Notre système de fonctions gratuites suppose que la France possède un nombre assez considérable de gens à grande fortune et à éducation large, pour laisser une certaine latitude au gouvernement ou aux corps électoraux dans leurs choix. Cela n’est point. La France est un pays pauvre. L’accroissement des richesses dans quelques centres commerciaux, épars çà et là sur le globe, et dans presque toute l’Angleterre, et le raffinement de la civilisation qui en a été la conséquence, ont singulièrement étendu le cercle des objets de première nécessité pour toutes les classes. Vous êtes gêné aujourd’hui avec le revenu qui vous faisait opulent il y a cent ans, et riche il y en a trente. Transportez donc Mme Sévigné, avec ses 10,000 livres de rentes, au milieu des bals d’Almack, ou même dans nos salons parisiens ! La classe la mieux pourvue, dans les trois quarts de la France, en est cependant aux 10,000 livres de Mme de Sévigné. Je ne dis pas où en est la multitude qui s’agite autour de cette aristocratie ; l’idée seule de tant de misère fait frémir. Abstraction faite de Paris et de quatre à cinq métropoles, les riches sont en si petit nombre en France, qu’on pourrait les compter. Ils ne forment pas classe. En fait de classes répandues sur tout le territoire, nous n’en avons aucune qui s’élève au-dessus de la médiocrité, de l’aisance.

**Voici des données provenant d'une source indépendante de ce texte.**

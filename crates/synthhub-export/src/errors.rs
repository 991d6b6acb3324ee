use thiserror::Error;

/// Errors emitted by the snapshot exporter. I/O failures are surfaced to the
/// caller unmodified; there is no retry policy.
#[derive(Debug, Error)]
pub enum ExportError {
    #[error("io error: {0}")]
    Io(#[from] std::io::Error),
    #[error("csv error: {0}")]
    Csv(#[from] csv::Error),
    #[error("json error: {0}")]
    Json(#[from] serde_json::Error),
    #[error("arrow error: {0}")]
    Arrow(#[from] arrow::error::ArrowError),
    #[error("parquet error: {0}")]
    Parquet(#[from] parquet::errors::ParquetError),
}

Parmi les gens aisés, il est vrai que les hommes de loisir abondent, et il semble que le gouvernement n’aurait entre eux que l’embarras du choix. Malheureusement, ces hommes de loisir, par cela seul qu’il sont et ont toujours été de loisir, qu’ils ont été élevés dans des idées et dans une atmosphère de loisir, sont hors d’état d’administrer et de réglementer les intérêts devenus dominans aujourd’hui, ceux de l’industrie et du travail. L’éducation littéraire est commune parmi eux ; mais l’éducation largement entendue y est extrêmement rare. Les hommes de cette classe ont très peu vu ; ils savent Rome et la Grèce, ils ignorent l’Europe actuelle et, à plus forte raison, le monde actuel ; ils sont étrangers aux faits présens et positifs de la France elle-même.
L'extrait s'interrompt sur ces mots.